Anticipare il problema
Una delle grandi lamentele che si ripete costantemente negli anni è quella dei datori di lavoro riguardo la mancata esperienza dei candidati.
Per ovviare a questo problema, il sistema universitario si è adoperato affinchè venissero aggiunti dei tirocini curriculari per dare la possibilità allo studente di apprendere il lavoro prima di adoperarsi nel cercarlo.
Questa strategia sarebbe efficacie se tutti i formatori responsabili designati dedicassero del tempo ai tirocinanti.
Quello che accade spesso è che i tirocinanti vengono messi da una parte a svolgere mansioni elementari (senza essere pagati) con il risultato che lo studente non solo non esce formato ma spesso annuncia di aver capito “cosa non fare” piuttosto che aver appreso qualcosa di importante per il suo lavoro.
Anticipare il problema potrebbe essere risolutivo di questo dilemma. Questo significa non aspettare l’ultimo anno per fare il tirocinio, e soprattutto non considerare il tirocinio come unica esperienza lavorativa da affiancare agli studi.
Quello che i datori di lavoro guardano maggiormente durante il colloquio con chi ha appena terminato gli studi sono le “esperienze parallele” piuttosto che il voto di laurea.

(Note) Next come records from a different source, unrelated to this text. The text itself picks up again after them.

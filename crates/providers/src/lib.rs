//! Ollama access: generation requests, stream decoding, retries and the
//! reachability probe.

pub mod error;
pub mod ndjson;
pub mod ollama;
pub mod probe;
pub mod retry;

#[cfg(test)]
pub(crate) mod test_server;

pub use error::LlmError;
pub use ollama::OllamaClient;
pub use probe::{probe, ProbeOutcome};
pub use retry::RetryPolicy;
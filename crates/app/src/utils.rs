use anyhow::{Context, Result};
use base64::Engine;
use directories::ProjectDirs;
use services::BlobStore;
use shared::settings::{parse_temperature, AppSettings};
use std::path::{Path, PathBuf};
use tracing::{info, warn};

/// Overrides the platform data directory
pub const DATA_DIR_ENV: &str = "TUTORAI_DATA_DIR";

pub const SETTINGS_BLOB: &str = "settings";

/// Directory holding the settings, chat history and learner state blobs
pub fn data_dir() -> Option<PathBuf> {
    if let Ok(dir) = std::env::var(DATA_DIR_ENV) {
        if !dir.trim().is_empty() {
            return Some(PathBuf::from(dir));
        }
    }
    ProjectDirs::from("org", "tutorai", "TutorAI").map(|dirs| dirs.data_dir().to_path_buf())
}

/// Load settings from the store or return defaults.
/// The flag tells whether a stored settings blob was used.
pub fn load_settings_or_default(store: &dyn BlobStore) -> (AppSettings, bool) {
    let raw = match store.load(SETTINGS_BLOB) {
        Ok(Some(raw)) => raw,
        Ok(None) => return (AppSettings::default(), false),
        Err(e) => {
            warn!("{:#}", e);
            return (AppSettings::default(), false);
        }
    };
    match serde_json::from_str::<AppSettings>(&raw) {
        Ok(settings) => (settings, true),
        Err(e) => {
            warn!("Ignoring unreadable settings: {}", e);
            (AppSettings::default(), false)
        }
    }
}

/// Apply OLLAMA_ENDPOINT, OLLAMA_MODEL and OLLAMA_TEMPERATURE.
pub fn apply_env_overrides<F>(settings: &mut AppSettings, lookup: F)
where
    F: Fn(&str) -> Option<String>,
{
    let set = |key: &str| lookup(key).map(|v| v.trim().to_string()).filter(|v| !v.is_empty());

    if let Some(endpoint) = set("OLLAMA_ENDPOINT") {
        info!("endpoint from environment: {}", endpoint);
        settings.ollama.endpoint = endpoint;
    }
    if let Some(model) = set("OLLAMA_MODEL") {
        settings.ollama.model = model;
    }
    if let Some(raw) = set("OLLAMA_TEMPERATURE") {
        match parse_temperature(&raw) {
            Some(t) => settings.ollama.temperature = t,
            None => warn!("OLLAMA_TEMPERATURE={:?} is not a number, keeping {}", raw, settings.ollama.temperature),
        }
    }
}

/// Read an image attachment as base64, unresized.
pub fn load_image_base64(path: &Path) -> Result<String> {
    let bytes = std::fs::read(path).with_context(|| format!("Failed to read image {:?}", path))?;
    Ok(base64::engine::general_purpose::STANDARD.encode(bytes))
}

/// Transcript text for a failed chat turn
pub fn format_error_message(error: &str) -> String {
    format!("Error communicating with AI: {}", error)
}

Fare esperienze lavorative parallele alla laurea
Nonostante in Italia la laurea non sempre risponda ad una richiesta del territorio, in teoria ad ogni laurea corrispondono uno o più lavori specifici.
Questi lavori (tutti) necessitano di un certo tipo di competenze che possono essere apprese non necessariamente sul campo specifico.
Sono le cosiddette “soft skills” e si apprendono in tantissimi ambiti lavorativi (o di volontariato). Queste non hanno niente a che vedere con il percorso di studi. Anzi. Sono competenze che sono impossibili da recuperare dai libri o dalle lezioni universitarie.
Mi riferisco per esempio a saper lavorare in gruppo, rispettare delle scadenze, comunicare sotto stress, gestire un imprevisto, guidare un gruppo di persone, assumersi responsabilità, risolvere un problema creativamente, buttarsi in cose di cui non si ha totale controllo.
Ad esempio per chi studia materie in ambito sanitario prestare volontariato in pronto soccorso può aiutare a gestire emotivamente situazioni critiche; per chi studia marketing lavorare al pubblico (per esempio come cameriere) può insegnare a comunicare con un cliente e comprendere il suo pensiero; chi studia materie umanistiche in campo sociale può cercare lavoro o fare volontariato nelle cooperative o nelle onlus; e così via…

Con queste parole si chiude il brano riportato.